### Your instructions:
Give back every entry, exactly as written.

### Material shown:
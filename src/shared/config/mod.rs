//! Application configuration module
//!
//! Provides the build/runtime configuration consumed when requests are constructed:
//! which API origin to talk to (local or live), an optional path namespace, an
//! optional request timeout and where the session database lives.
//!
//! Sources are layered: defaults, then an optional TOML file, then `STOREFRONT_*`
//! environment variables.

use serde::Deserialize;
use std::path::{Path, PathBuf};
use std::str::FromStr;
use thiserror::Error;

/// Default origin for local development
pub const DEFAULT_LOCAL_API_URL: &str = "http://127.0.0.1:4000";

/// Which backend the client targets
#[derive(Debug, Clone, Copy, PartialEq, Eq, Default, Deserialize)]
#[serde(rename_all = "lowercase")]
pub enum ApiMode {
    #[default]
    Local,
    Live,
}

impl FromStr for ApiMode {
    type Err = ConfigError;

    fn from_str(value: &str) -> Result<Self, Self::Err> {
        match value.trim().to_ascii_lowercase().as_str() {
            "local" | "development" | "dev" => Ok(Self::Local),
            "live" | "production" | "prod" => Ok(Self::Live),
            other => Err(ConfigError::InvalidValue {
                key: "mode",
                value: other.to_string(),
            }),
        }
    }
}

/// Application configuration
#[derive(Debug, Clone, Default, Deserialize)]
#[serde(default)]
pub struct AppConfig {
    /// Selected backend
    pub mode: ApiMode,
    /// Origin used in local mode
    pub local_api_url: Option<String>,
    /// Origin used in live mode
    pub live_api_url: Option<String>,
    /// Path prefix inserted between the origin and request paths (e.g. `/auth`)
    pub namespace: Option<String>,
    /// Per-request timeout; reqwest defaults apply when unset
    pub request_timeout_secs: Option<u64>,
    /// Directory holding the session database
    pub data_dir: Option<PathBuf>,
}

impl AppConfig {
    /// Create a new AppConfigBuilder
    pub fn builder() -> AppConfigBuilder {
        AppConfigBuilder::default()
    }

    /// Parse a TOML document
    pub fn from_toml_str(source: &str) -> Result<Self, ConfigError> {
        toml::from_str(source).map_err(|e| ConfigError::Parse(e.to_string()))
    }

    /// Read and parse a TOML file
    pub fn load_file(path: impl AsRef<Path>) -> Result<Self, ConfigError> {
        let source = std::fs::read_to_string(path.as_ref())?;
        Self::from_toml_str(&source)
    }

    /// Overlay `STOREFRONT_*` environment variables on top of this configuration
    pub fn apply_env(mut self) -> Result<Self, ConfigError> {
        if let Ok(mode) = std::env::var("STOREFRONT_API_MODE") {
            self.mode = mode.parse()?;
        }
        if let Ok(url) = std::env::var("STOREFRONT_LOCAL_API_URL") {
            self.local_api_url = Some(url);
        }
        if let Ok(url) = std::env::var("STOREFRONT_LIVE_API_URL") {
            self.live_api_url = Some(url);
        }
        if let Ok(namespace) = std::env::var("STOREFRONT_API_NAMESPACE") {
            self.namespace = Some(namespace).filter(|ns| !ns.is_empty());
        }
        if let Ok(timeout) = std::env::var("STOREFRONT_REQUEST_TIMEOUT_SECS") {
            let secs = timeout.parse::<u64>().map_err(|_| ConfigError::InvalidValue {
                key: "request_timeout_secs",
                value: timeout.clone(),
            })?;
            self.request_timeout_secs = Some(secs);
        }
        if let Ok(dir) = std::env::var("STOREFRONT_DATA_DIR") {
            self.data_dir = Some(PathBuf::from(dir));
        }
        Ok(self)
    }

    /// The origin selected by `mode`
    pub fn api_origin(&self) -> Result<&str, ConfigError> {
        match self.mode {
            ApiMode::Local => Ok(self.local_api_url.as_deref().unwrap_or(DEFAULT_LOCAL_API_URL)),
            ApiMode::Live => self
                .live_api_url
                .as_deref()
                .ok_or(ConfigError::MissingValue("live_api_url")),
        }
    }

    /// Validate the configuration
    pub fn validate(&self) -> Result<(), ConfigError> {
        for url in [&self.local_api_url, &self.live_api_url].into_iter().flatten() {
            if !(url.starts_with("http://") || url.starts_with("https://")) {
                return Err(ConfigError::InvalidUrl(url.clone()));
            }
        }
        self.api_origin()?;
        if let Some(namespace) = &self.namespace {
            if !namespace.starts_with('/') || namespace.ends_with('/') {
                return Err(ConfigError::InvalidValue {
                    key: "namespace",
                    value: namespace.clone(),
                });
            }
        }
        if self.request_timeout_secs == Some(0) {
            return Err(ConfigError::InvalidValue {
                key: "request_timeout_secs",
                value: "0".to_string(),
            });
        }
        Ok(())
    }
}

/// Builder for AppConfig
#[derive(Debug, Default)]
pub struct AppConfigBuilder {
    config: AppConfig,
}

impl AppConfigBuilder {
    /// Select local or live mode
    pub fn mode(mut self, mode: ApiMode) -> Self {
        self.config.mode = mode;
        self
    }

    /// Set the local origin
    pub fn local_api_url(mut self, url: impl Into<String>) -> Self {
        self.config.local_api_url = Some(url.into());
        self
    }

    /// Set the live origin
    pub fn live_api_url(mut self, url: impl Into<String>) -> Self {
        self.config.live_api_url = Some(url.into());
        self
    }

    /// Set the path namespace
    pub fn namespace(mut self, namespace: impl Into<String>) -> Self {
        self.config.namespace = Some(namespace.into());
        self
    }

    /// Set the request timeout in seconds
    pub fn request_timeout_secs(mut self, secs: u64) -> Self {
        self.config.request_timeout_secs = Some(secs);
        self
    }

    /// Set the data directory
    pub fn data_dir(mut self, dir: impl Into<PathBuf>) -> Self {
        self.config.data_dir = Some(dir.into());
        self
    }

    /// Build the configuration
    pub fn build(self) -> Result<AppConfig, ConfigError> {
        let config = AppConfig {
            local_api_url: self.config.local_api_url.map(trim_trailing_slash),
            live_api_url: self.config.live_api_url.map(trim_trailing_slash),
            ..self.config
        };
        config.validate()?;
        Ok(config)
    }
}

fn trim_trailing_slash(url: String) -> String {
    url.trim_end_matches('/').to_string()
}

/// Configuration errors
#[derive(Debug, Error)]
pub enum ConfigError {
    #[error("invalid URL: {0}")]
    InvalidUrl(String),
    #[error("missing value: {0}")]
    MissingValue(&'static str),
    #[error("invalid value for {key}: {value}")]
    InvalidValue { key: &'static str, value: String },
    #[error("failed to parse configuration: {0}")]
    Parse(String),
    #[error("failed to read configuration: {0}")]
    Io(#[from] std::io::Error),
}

### Task response:
filename src/shared/config/mod.rs
//! Application configuration module
//!
//! Provides the build/runtime configuration consumed when requests are constructed:
//! which API origin to talk to (local or live), an optional path namespace, an
//! optional request timeout and where the session database lives.
//!
//! Sources are layered: defaults, then an optional TOML file, then `STOREFRONT_*`
//! environment variables.

use serde::Deserialize;
use std::path::{Path, PathBuf};
use std::str::FromStr;
use thiserror::Error;

/// Default origin for local development
pub const DEFAULT_LOCAL_API_URL: &str = "http://127.0.0.1:4000";

/// Which backend the client targets
#[derive(Debug, Clone, Copy, PartialEq, Eq, Default, Deserialize)]
#[serde(rename_all = "lowercase")]
pub enum ApiMode {
    #[default]
    Local,
    Live,
}

impl FromStr for ApiMode {
    type Err = ConfigError;

    fn from_str(value: &str) -> Result<Self, Self::Err> {
        match value.trim().to_ascii_lowercase().as_str() {
            "local" | "development" | "dev" => Ok(Self::Local),
            "live" | "production" | "prod" => Ok(Self::Live),
            other => Err(ConfigError::InvalidValue {
                key: "mode",
                value: other.to_string(),
            }),
        }
    }
}

/// Application configuration
#[derive(Debug, Clone, Default, Deserialize)]
#[serde(default)]
pub struct AppConfig {
    /// Selected backend
    pub mode: ApiMode,
    /// Origin used in local mode
    pub local_api_url: Option<String>,
    /// Origin used in live mode
    pub live_api_url: Option<String>,
    /// Path prefix inserted between the origin and request paths (e.g. `/auth`)
    pub namespace: Option<String>,
    /// Per-request timeout; reqwest defaults apply when unset
    pub request_timeout_secs: Option<u64>,
    /// Directory holding the session database
    pub data_dir: Option<PathBuf>,
}

impl AppConfig {
    /// Create a new AppConfigBuilder
    pub fn builder() -> AppConfigBuilder {
        AppConfigBuilder::default()
    }

    /// Parse a TOML document
    pub fn from_toml_str(source: &str) -> Result<Self, ConfigError> {
        toml::from_str(source).map_err(|e| ConfigError::Parse(e.to_string()))
    }

    /// Read and parse a TOML file
    pub fn load_file(path: impl AsRef<Path>) -> Result<Self, ConfigError> {
        let source = std::fs::read_to_string(path.as_ref())?;
        Self::from_toml_str(&source)
    }

    /// Overlay `STOREFRONT_*` environment variables on top of this configuration
    pub fn apply_env(mut self) -> Result<Self, ConfigError> {
        if let Ok(mode) = std::env::var("STOREFRONT_API_MODE") {
            self.mode = mode.parse()?;
        }
        if let Ok(url) = std::env::var("STOREFRONT_LOCAL_API_URL") {
            self.local_api_url = Some(url);
        }
        if let Ok(url) = std::env::var("STOREFRONT_LIVE_API_URL") {
            self.live_api_url = Some(url);
        }
        if let Ok(namespace) = std::env::var("STOREFRONT_API_NAMESPACE") {
            self.namespace = Some(namespace).filter(|ns| !ns.is_empty());
        }
        if let Ok(timeout) = std::env::var("STOREFRONT_REQUEST_TIMEOUT_SECS") {
            let secs = timeout.parse::<u64>().map_err(|_| ConfigError::InvalidValue {
                key: "request_timeout_secs",
                value: timeout.clone(),
            })?;
            self.request_timeout_secs = Some(secs);
        }
        if let Ok(dir) = std::env::var("STOREFRONT_DATA_DIR") {
            self.data_dir = Some(PathBuf::from(dir));
        }
        Ok(self)
    }

    /// The origin selected by `mode`
    pub fn api_origin(&self) -> Result<&str, ConfigError> {
        match self.mode {
            ApiMode::Local => Ok(self.local_api_url.as_deref().unwrap_or(DEFAULT_LOCAL_API_URL)),
            ApiMode::Live => self
                .live_api_url
                .as_deref()
                .ok_or(ConfigError::MissingValue("live_api_url")),
        }
    }

    /// Validate the configuration
    pub fn validate(&self) -> Result<(), ConfigError> {
        for url in [&self.local_api_url, &self.live_api_url].into_iter().flatten() {
            if !(url.starts_with("http://") || url.starts_with("https://")) {
                return Err(ConfigError::InvalidUrl(url.clone()));
            }
        }
        self.api_origin()?;
        if let Some(namespace) = &self.namespace {
            if !namespace.starts_with('/') || namespace.ends_with('/') {
                return Err(ConfigError::InvalidValue {
                    key: "namespace",
                    value: namespace.clone(),
                });
            }
        }
        if self.request_timeout_secs == Some(0) {
            return Err(ConfigError::InvalidValue {
                key: "request_timeout_secs",
                value: "0".to_string(),
            });
        }
        Ok(())
    }
}

/// Builder for AppConfig
#[derive(Debug, Default)]
pub struct AppConfigBuilder {
    config: AppConfig,
}

impl AppConfigBuilder {
    /// Select local or live mode
    pub fn mode(mut self, mode: ApiMode) -> Self {
        self.config.mode = mode;
        self
    }

    /// Set the local origin
    pub fn local_api_url(mut self, url: impl Into<String>) -> Self {
        self.config.local_api_url = Some(url.into());
        self
    }

    /// Set the live origin
    pub fn live_api_url(mut self, url: impl Into<String>) -> Self {
        self.config.live_api_url = Some(url.into());
        self
    }

    /// Set the path namespace
    pub fn namespace(mut self, namespace: impl Into<String>) -> Self {
        self.config.namespace = Some(namespace.into());
        self
    }

    /// Set the request timeout in seconds
    pub fn request_timeout_secs(mut self, secs: u64) -> Self {
        self.config.request_timeout_secs = Some(secs);
        self
    }

    /// Set the data directory
    pub fn data_dir(mut self, dir: impl Into<PathBuf>) -> Self {
        self.config.data_dir = Some(dir.into());
        self
    }

    /// Build the configuration
    pub fn build(self) -> Result<AppConfig, ConfigError> {
        let config = AppConfig {
            local_api_url: self.config.local_api_url.map(trim_trailing_slash),
            live_api_url: self.config.live_api_url.map(trim_trailing_slash),
            ..self.config
        };
        config.validate()?;
        Ok(config)
    }
}

fn trim_trailing_slash(url: String) -> String {
    url.trim_end_matches('/').to_string()
}

/// Configuration errors
#[derive(Debug, Error)]
pub enum ConfigError {
    #[error("invalid URL: {0}")]
    InvalidUrl(String),
    #[error("missing value: {0}")]
    MissingValue(&'static str),
    #[error("invalid value for {key}: {value}")]
    InvalidValue { key: &'static str, value: String },
    #[error("failed to parse configuration: {0}")]
    Parse(String),
    #[error("failed to read configuration: {0}")]
    Io(#[from] std::io::Error),
}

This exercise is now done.